Data supplied Block Start
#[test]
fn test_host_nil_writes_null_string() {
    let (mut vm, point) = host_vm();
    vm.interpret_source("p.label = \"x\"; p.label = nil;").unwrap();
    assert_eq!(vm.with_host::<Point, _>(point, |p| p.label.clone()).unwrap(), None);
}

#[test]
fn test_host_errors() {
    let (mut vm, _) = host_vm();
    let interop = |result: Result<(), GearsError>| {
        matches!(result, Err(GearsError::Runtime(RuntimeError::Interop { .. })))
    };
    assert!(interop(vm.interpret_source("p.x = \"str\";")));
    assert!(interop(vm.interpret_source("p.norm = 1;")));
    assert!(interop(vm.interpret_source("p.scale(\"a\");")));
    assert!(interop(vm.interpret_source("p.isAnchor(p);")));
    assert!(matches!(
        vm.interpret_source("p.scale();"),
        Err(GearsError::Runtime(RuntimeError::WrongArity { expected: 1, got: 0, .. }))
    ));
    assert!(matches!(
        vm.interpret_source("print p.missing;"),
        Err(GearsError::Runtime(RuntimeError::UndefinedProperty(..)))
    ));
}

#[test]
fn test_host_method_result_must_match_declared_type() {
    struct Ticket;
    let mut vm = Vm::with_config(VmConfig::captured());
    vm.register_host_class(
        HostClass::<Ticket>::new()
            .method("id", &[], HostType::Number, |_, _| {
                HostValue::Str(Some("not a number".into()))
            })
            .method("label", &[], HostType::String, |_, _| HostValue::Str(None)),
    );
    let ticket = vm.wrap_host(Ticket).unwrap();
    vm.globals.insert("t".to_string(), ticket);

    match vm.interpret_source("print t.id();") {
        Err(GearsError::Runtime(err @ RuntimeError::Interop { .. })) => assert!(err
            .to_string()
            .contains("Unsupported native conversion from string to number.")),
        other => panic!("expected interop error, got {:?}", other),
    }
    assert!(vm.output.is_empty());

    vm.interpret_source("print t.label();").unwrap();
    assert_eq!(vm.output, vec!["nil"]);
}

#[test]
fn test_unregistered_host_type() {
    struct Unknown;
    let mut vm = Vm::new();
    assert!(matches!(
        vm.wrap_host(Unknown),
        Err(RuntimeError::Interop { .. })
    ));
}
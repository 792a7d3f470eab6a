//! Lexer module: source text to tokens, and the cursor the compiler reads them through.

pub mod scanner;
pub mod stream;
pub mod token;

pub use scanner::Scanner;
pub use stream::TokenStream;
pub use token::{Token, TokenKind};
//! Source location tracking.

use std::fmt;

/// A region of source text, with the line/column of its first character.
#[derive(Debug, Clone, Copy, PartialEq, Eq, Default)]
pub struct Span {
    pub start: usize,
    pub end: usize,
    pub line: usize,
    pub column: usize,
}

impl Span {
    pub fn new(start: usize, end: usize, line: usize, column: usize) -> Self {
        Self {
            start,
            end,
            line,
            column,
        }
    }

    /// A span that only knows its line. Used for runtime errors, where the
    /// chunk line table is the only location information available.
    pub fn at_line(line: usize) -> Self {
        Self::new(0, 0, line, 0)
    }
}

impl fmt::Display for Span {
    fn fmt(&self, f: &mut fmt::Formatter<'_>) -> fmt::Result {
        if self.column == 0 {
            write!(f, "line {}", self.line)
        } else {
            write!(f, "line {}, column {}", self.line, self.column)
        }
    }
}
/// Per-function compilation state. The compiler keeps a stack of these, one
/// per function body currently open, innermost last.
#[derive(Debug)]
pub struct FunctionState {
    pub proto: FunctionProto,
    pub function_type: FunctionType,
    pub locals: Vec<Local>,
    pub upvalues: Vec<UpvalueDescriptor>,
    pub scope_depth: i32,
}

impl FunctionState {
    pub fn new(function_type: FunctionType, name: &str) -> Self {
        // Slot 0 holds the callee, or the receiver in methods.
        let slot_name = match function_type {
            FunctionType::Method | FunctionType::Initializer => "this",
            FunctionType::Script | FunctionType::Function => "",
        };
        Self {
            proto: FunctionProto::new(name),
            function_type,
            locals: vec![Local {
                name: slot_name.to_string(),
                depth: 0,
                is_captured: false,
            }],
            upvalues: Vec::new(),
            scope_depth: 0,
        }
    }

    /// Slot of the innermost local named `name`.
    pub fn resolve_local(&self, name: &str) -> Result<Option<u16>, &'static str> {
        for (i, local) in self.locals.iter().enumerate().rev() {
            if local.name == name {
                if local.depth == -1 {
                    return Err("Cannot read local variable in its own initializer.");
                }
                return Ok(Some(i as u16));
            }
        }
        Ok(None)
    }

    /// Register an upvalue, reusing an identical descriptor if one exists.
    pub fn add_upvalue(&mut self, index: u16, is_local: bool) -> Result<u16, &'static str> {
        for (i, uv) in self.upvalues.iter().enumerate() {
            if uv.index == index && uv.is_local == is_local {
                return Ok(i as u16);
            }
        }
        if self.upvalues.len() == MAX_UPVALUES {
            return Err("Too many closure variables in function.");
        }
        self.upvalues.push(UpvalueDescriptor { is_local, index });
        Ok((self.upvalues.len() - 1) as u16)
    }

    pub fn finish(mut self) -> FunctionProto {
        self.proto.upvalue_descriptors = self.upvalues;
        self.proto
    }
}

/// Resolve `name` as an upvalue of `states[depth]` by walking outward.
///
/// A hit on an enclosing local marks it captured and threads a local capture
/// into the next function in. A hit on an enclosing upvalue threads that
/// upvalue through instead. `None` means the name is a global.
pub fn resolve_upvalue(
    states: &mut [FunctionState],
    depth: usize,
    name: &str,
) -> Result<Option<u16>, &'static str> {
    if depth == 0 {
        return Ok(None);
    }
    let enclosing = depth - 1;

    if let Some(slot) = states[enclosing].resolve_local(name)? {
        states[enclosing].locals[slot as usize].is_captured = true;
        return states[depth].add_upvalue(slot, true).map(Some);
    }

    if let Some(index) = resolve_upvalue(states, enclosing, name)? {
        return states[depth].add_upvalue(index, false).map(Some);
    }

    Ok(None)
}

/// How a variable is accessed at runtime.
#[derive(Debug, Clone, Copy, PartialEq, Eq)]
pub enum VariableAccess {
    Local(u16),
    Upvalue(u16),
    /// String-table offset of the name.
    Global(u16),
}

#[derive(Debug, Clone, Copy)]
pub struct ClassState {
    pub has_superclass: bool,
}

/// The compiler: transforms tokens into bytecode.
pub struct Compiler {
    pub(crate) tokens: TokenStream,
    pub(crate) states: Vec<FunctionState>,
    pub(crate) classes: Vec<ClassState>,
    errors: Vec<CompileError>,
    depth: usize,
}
Data supplied Block End
■ Task statement ■
Reply with nothing except the number of lines in the records that include the word "locals".

■ Expected answer ■
4